# wharfedale diamond 9 series



## Picture_Shooter (Dec 23, 2007)

Anyone here fans of the wharfedale diamond 9 series?

If so or not, please post your thoughts about the one's you tried or demo'd.

Love to hear all feedbacks. 
Many thanks.


----------



## jackfish (Dec 27, 2006)

The Wharfedale Diamond 9.1s I listened to I found were exceptional in the midrange, piano and vocals exquisite. While having adequate bass for most music listening, it has been pointed out by reviewers that its seemingly acceptable bass reproduction is due to a sonic trick described as the "LS3/5a British upper-bass bump trick". http://www.stereophile.com/standloudspeakers/1105wharfedale/index.html The Wharfedale Diamond 9.6 exhibited a different sound, probably due to different midrange and bass drivers. They are a full range loudspeaker that I could certainly live with for my critical music listening. For the $800/pair they currently can be had for they would be a good value if you like the sound. The 9.6s with 9.1s for surrounds and a 9.CS or 9.CM center would create a very good home theater speaker system. although I haven't heard the Wharfedales in such a setup.


----------



## Sonnie (Apr 11, 2006)

I have often heard good things about these speakers... but never personally heard them myself.

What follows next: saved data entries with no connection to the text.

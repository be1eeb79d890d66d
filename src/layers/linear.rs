//! Linear Layer (Fully Connected)
//!
//! Performs an affine transformation `y = x @ W + b` on a batch of row vectors.
//! The bias is optional: the attention scoring vector is a bias-free projection.
//!
//! ## Forward Pass
//!
//! ```text
//! Input:  x [batch, in_features]
//! Weight: W [in_features, out_features]
//! Bias:   b [out_features]            (optional)
//! Output: y = x @ W + b [batch, out_features]
//! ```
//!
//! ## Backward Pass
//!
//! ```text
//! grad_W = x^T @ grad_y
//! grad_b = sum(grad_y, axis=0)
//! grad_x = grad_y @ W^T
//! ```
//!
//! ## Initialization
//!
//! Weights and bias are drawn uniformly from `[-1/√in, 1/√in]`, the usual
//! default for recurrent captioning models.

use crate::tensor::Tensor;

/// Deterministic uniform initializer
///
/// Uses a simple LCG (Linear Congruential Generator) so that a seed fully
/// determines the initial weights. Values fall in `[-scale, scale)`.
pub fn random_init(size: usize, seed: u64, scale: f32) -> Vec<f32> {
    let mut rng = seed;
    (0..size)
        .map(|_| {
            rng = rng.wrapping_mul(1103515245).wrapping_add(12345);
            let val = ((rng / 65536) % 32768) as f32 / 32768.0;
            (val - 0.5) * 2.0 * scale
        })
        .collect()
}

/// Linear layer (fully connected)
#[derive(Clone, Debug)]
pub struct TrainableLinear {
    pub weight: Tensor,
    pub bias: Option<Tensor>,
}

impl TrainableLinear {
    /// Create a linear layer with a bias
    pub fn new(in_features: usize, out_features: usize, seed: u64) -> Self {
        let scale = 1.0 / (in_features as f32).sqrt();
        Self {
            weight: Tensor::new(
                random_init(in_features * out_features, seed, scale),
                vec![in_features, out_features],
            ),
            bias: Some(Tensor::new(
                random_init(out_features, seed.wrapping_add(1), scale),
                vec![out_features],
            )),
        }
    }

    /// Create a linear layer without a bias
    pub fn without_bias(in_features: usize, out_features: usize, seed: u64) -> Self {
        let mut layer = Self::new(in_features, out_features, seed);
        layer.bias = None;
        layer
    }

    pub fn in_features(&self) -> usize {
        self.weight.shape[0]
    }

    pub fn out_features(&self) -> usize {
        self.weight.shape[1]
    }

    /// Forward pass without keeping a cache (inference)
    pub fn apply(&self, x: &Tensor) -> Tensor {
        let y = x.matmul(&self.weight);
        match &self.bias {
            Some(b) => y.add(b),
            None => y,
        }
    }

    /// Forward pass
    ///
    /// Computes `y = x @ W + b` and caches `x` for the backward pass.
    pub fn forward(&self, x: &Tensor) -> (Tensor, LinearCache) {
        let y = self.apply(x);
        (y, LinearCache { x: x.clone() })
    }

    /// Backward pass
    ///
    /// # Arguments
    ///
    /// * `grad_out` - Gradient with respect to the output `[batch, out_features]`
    /// * `cache` - Cached input from the forward pass
    pub fn backward(&self, grad_out: &Tensor, cache: &LinearCache) -> LinearGradients {
        let grad_weight = cache.x.transpose().matmul(grad_out);

        let grad_bias = self.bias.as_ref().map(|b| {
            let cols = grad_out.cols();
            let mut sums = vec![0.0; cols];
            for row in grad_out.data.chunks(cols) {
                for (s, &g) in sums.iter_mut().zip(row) {
                    *s += g;
                }
            }
            Tensor::new(sums, b.shape.clone())
        });

        let grad_x = grad_out.matmul(&self.weight.transpose());

        LinearGradients {
            weight: grad_weight,
            bias: grad_bias,
            x: grad_x,
        }
    }

    /// Parameters in a fixed order: weight, then bias if present
    pub fn parameters(&self) -> Vec<&Tensor> {
        let mut params = vec![&self.weight];
        params.extend(self.bias.as_ref());
        params
    }

    pub fn parameters_mut(&mut self) -> Vec<&mut Tensor> {
        let mut params = vec![&mut self.weight];
        params.extend(self.bias.as_mut());
        params
    }
}

/// Cache for linear layer backward pass
pub struct LinearCache {
    pub x: Tensor,
}

/// Gradients for linear layer
pub struct LinearGradients {
    pub weight: Tensor,
    pub bias: Option<Tensor>,
    /// Gradient to pass to the previous layer
    pub x: Tensor,
}

/// Parameter gradients of a linear layer, accumulated across timesteps
#[derive(Clone, Debug)]
pub struct LinearParamGrads {
    pub weight: Tensor,
    pub bias: Option<Tensor>,
}

impl LinearParamGrads {
    pub fn zeros_like(layer: &TrainableLinear) -> Self {
        Self {
            weight: Tensor::zeros(layer.weight.shape.clone()),
            bias: layer.bias.as_ref().map(|b| Tensor::zeros(b.shape.clone())),
        }
    }

    /// Add the parameter part of one backward call
    pub fn accumulate(&mut self, grads: &LinearGradients) {
        self.weight.add_assign(&grads.weight);
        if let (Some(acc), Some(g)) = (self.bias.as_mut(), grads.bias.as_ref()) {
            acc.add_assign(g);
        }
    }

    /// Same order as [`TrainableLinear::parameters`]
    pub fn tensors(&self) -> Vec<&Tensor> {
        let mut out = vec![&self.weight];
        out.extend(self.bias.as_ref());
        out
    }

    pub fn tensors_mut(&mut self) -> Vec<&mut Tensor> {
        let mut out = vec![&mut self.weight];
        out.extend(self.bias.as_mut());
        out
    }
}

#[cfg(test)]
mod tests {
    use super::*;

    #[test]
    fn test_random_init_is_deterministic_and_bounded() {
        let a = random_init(100, 42, 0.5);
        let b = random_init(100, 42, 0.5);
        assert_eq!(a, b);
        assert!(a.iter().all(|&x| (-0.5..0.5).contains(&x)));
        assert_ne!(a, random_init(100, 43, 0.5));
    }

    #[test]
    fn test_backward_matches_manual() {
        let mut layer = TrainableLinear::new(2, 2, 1);
        layer.weight = Tensor::new(vec![1.0, 2.0, 3.0, 4.0], vec![2, 2]);
        layer.bias = Some(Tensor::new(vec![0.5, -0.5], vec![2]));

        let x = Tensor::new(vec![1.0, 1.0, 2.0, 0.0], vec![2, 2]);
        let (y, cache) = layer.forward(&x);
        assert_eq!(y.data, vec![4.5, 5.5, 2.5, 3.5]);

        let grad_out = Tensor::new(vec![1.0, 0.0, 0.0, 1.0], vec![2, 2]);
        let grads = layer.backward(&grad_out, &cache);
        assert_eq!(grads.weight.data, vec![1.0, 2.0, 1.0, 0.0]);
        assert_eq!(grads.bias.unwrap().data, vec![1.0, 1.0]);
        assert_eq!(grads.x.data, vec![1.0, 3.0, 2.0, 4.0]);
    }

    #[test]
    fn test_without_bias() {
        let layer = TrainableLinear::without_bias(3, 1, 9);
        assert!(layer.bias.is_none());
        assert_eq!(layer.parameters().len(), 1);
        let (_, cache) = layer.forward(&Tensor::zeros(vec![2, 3]));
        let grads = layer.backward(&Tensor::zeros(vec![2, 1]), &cache);
        assert!(grads.bias.is_none());
    }
}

One of our staff members use to own a pair and I bet he will chime in and give his thoughts.


----------



## HionHiFi (Feb 18, 2007)

Picture_Shooter said:


> Anyone here fans of the wharfedale diamond 9 series?
> 
> If so or not, please post your thoughts about the one's you tried or demo'd.
> 
> ...


Mike, 
I owned an entire Wharfedale Diamond 9 Series 7.1 Setup. Subwoofer and all. It was driven by a Denon AVR-3808ci receiver. I actually liked the Diamond 9.6's very much. They had a nice slam to them but not overpowering. They were a bit veiled up top but not bad with a receiver as they tend to be bright overall, so the balance was ok. The center and surrounds were all great performers as well. 

I had the larger of the two centers in the diamond series and it paid off while listening to movies. Voices were crisp, and full sounding without bloat or too much thickness. 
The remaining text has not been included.